3. The Need to Continue Learning From Others & Improve the State of Breastfeeding in Singapore

I am thankful that Singapore is a safe and peaceful country. We do not have to worry much about clean water, natural disasters and so on.

But that doesn’t mean that we can remain obstinate by not improving the situation of low breastfeeding rates in Singapore. There will always be new challenges to come in the future that may shake the very foundations of breastfeeding.

For example, with the recent news of tainted infant formula milk, many parents simply move on to a different brand.

Even in Singapore, some mothers mistakenly believe that they cannot breastfeed or that formula milk is superior. But what happens when there are no other brands, or a cheaper brand, which is safe?
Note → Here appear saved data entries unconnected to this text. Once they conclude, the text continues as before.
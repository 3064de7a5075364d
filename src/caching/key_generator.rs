//! # Cache Key Generator
//!
//! Derives the cache key ("fingerprint") of a request. A request's identity is its
//! method plus its full URL (path and query string); headers and body are not part
//! of it. The key is a SHA-256 digest so keys have a fixed length regardless of URL
//! size. It is used for identity only, never for anything security-sensitive.

use crate::core::types::ProxyRequest;
use axum::http::Method;
use sha2::{Digest, Sha256};

/// Cache key generator trait
pub trait KeyGenerator: Send + Sync {
    /// Fingerprint a method and a path-and-query string
    fn fingerprint(&self, method: &Method, url: &str) -> String;

    /// Generate the cache key for a request
    fn generate_key(&self, request: &ProxyRequest) -> String {
        self.fingerprint(&request.method, request.path_and_query())
    }
}

/// SHA-256 over `METHOD SP path?query`, hex encoded
#[derive(Debug, Clone, Copy, Default)]
pub struct DefaultKeyGenerator;

impl DefaultKeyGenerator {
    pub fn new() -> Self {
        Self
    }
}

impl KeyGenerator for DefaultKeyGenerator {
    fn fingerprint(&self, method: &Method, url: &str) -> String {
        fingerprint(method, url)
    }
}

/// Fingerprint a method and URL with the default strategy
pub fn fingerprint(method: &Method, url: &str) -> String {
    let mut hasher = Sha256::new();
    hasher.update(method.as_str());
    // separator keeps ("GE", "T/x") apart from ("GET", "/x")
    hasher.update(b" ");
    hasher.update(url);
    format!("{:x}", hasher.finalize())
}
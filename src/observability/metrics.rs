//! # Metrics
//!
//! Counters and histograms emitted through the `metrics` facade. Without an installed
//! recorder every call is a no-op, so the cache and proxy record unconditionally.
//! [`install_prometheus`] wires up the Prometheus exporter and its scrape listener.

use ::metrics::{counter, describe_counter, describe_histogram, histogram};
use metrics_exporter_prometheus::PrometheusBuilder;
use std::net::SocketAddr;
use std::time::Duration;

use crate::core::config::MetricsConfig;
use crate::core::error::{ForwardError, ProxyError, ProxyResult};
use crate::core::types::CacheStatus;

pub const CACHE_HITS_TOTAL: &str = "cache_proxy_cache_hits_total";
pub const CACHE_MISSES_TOTAL: &str = "cache_proxy_cache_misses_total";
pub const CACHE_EVICTIONS_TOTAL: &str = "cache_proxy_cache_evictions_total";
pub const CACHE_EXPIRATIONS_TOTAL: &str = "cache_proxy_cache_expirations_total";
pub const UPSTREAM_ERRORS_TOTAL: &str = "cache_proxy_upstream_errors_total";
pub const UPSTREAM_DURATION_SECONDS: &str = "cache_proxy_upstream_duration_seconds";

/// Record the outcome of a proxied lookup
pub fn record_lookup(status: CacheStatus) {
    match status {
        CacheStatus::Hit => counter!(CACHE_HITS_TOTAL).increment(1),
        CacheStatus::Miss => counter!(CACHE_MISSES_TOTAL).increment(1),
    }
}

pub fn record_eviction() {
    counter!(CACHE_EVICTIONS_TOTAL).increment(1);
}

pub fn record_expirations(count: u64) {
    if count > 0 {
        counter!(CACHE_EXPIRATIONS_TOTAL).increment(count);
    }
}

pub fn record_upstream_error(err: &ForwardError) {
    counter!(UPSTREAM_ERRORS_TOTAL, "kind" => err.error_type()).increment(1);
}

pub fn record_upstream_duration(elapsed: Duration) {
    histogram!(UPSTREAM_DURATION_SECONDS).record(elapsed.as_secs_f64());
}

fn describe_metrics() {
    describe_counter!(CACHE_HITS_TOTAL, "Requests answered from the cache");
    describe_counter!(CACHE_MISSES_TOTAL, "Requests forwarded to the upstream");
    describe_counter!(CACHE_EVICTIONS_TOTAL, "Entries evicted to respect the capacity");
    describe_counter!(CACHE_EXPIRATIONS_TOTAL, "Entries removed after their TTL elapsed");
    describe_counter!(UPSTREAM_ERRORS_TOTAL, "Failed forward attempts by kind");
    describe_histogram!(UPSTREAM_DURATION_SECONDS, "Upstream round-trip time in seconds");
}

/// Install the Prometheus recorder and its HTTP scrape listener.
///
/// Must be called from inside a Tokio runtime.
pub fn install_prometheus(config: &MetricsConfig) -> ProxyResult<()> {
    let addr: SocketAddr = config.listen_address.parse().map_err(|e| {
        ProxyError::observability(format!(
            "Invalid metrics listen address {}: {}",
            config.listen_address, e
        ))
    })?;

    PrometheusBuilder::new()
        .with_http_listener(addr)
        .install()
        .map_err(|e| {
            ProxyError::observability(format!("Failed to install Prometheus exporter: {}", e))
        })?;

    describe_metrics();
    Ok(())
}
While the majority of families could head on to the supermarkets to purchase from the many other brands available, low-income families may not be able to afford formula. With more families in Singapore falling between the cracks, these families may stretch out the last can’s contents by diluting each feed with more water than needed, and when the last remaining powder finishes, make milk for baby using evaporated milk.

I don’t need to explain how the baby fares under this.

Learning from our neighbours on how they have changed and improved lives with breastfeeding awareness and assistance, even under mind-boggling circumstances, gives me hope that the best is yet to come.

But first, this haziness in the lack of breastfeeding awareness and literacy needs to be changed. Imagine if the culture of breastfeeding is truly alive in Singapore: mothers are supported in breastfeeding by family, the work place and the community. Lactation consultants are there to assist when challenges arise. When there is a need for human milk, cross-nursing and human milk donations are easily available. What an ideal situation it would be!


IBFAN Asia is a subsidiary of the larger IBFAN network, which has representatives from all over the world. [Credits: Nia Umar]

Overall, I look forward to be meeting our counterparts in breastfeeding advocacy again in future events. There will always be so many things to learn from their collective wisdom, and how we, in Singapore, can gleam something out of this to apply to our own communities, in the right context.

It is my hope that more cooperation and synergy will happen in the future between ministries, hospitals and charities in empowering mothers and families to breastfeed. It goes without saying that breastfeeding is the normal way to feed an infant and for said infant to grow optimally – it is indeed natural, but it needs nurturing from every part of the community for it to be normalised.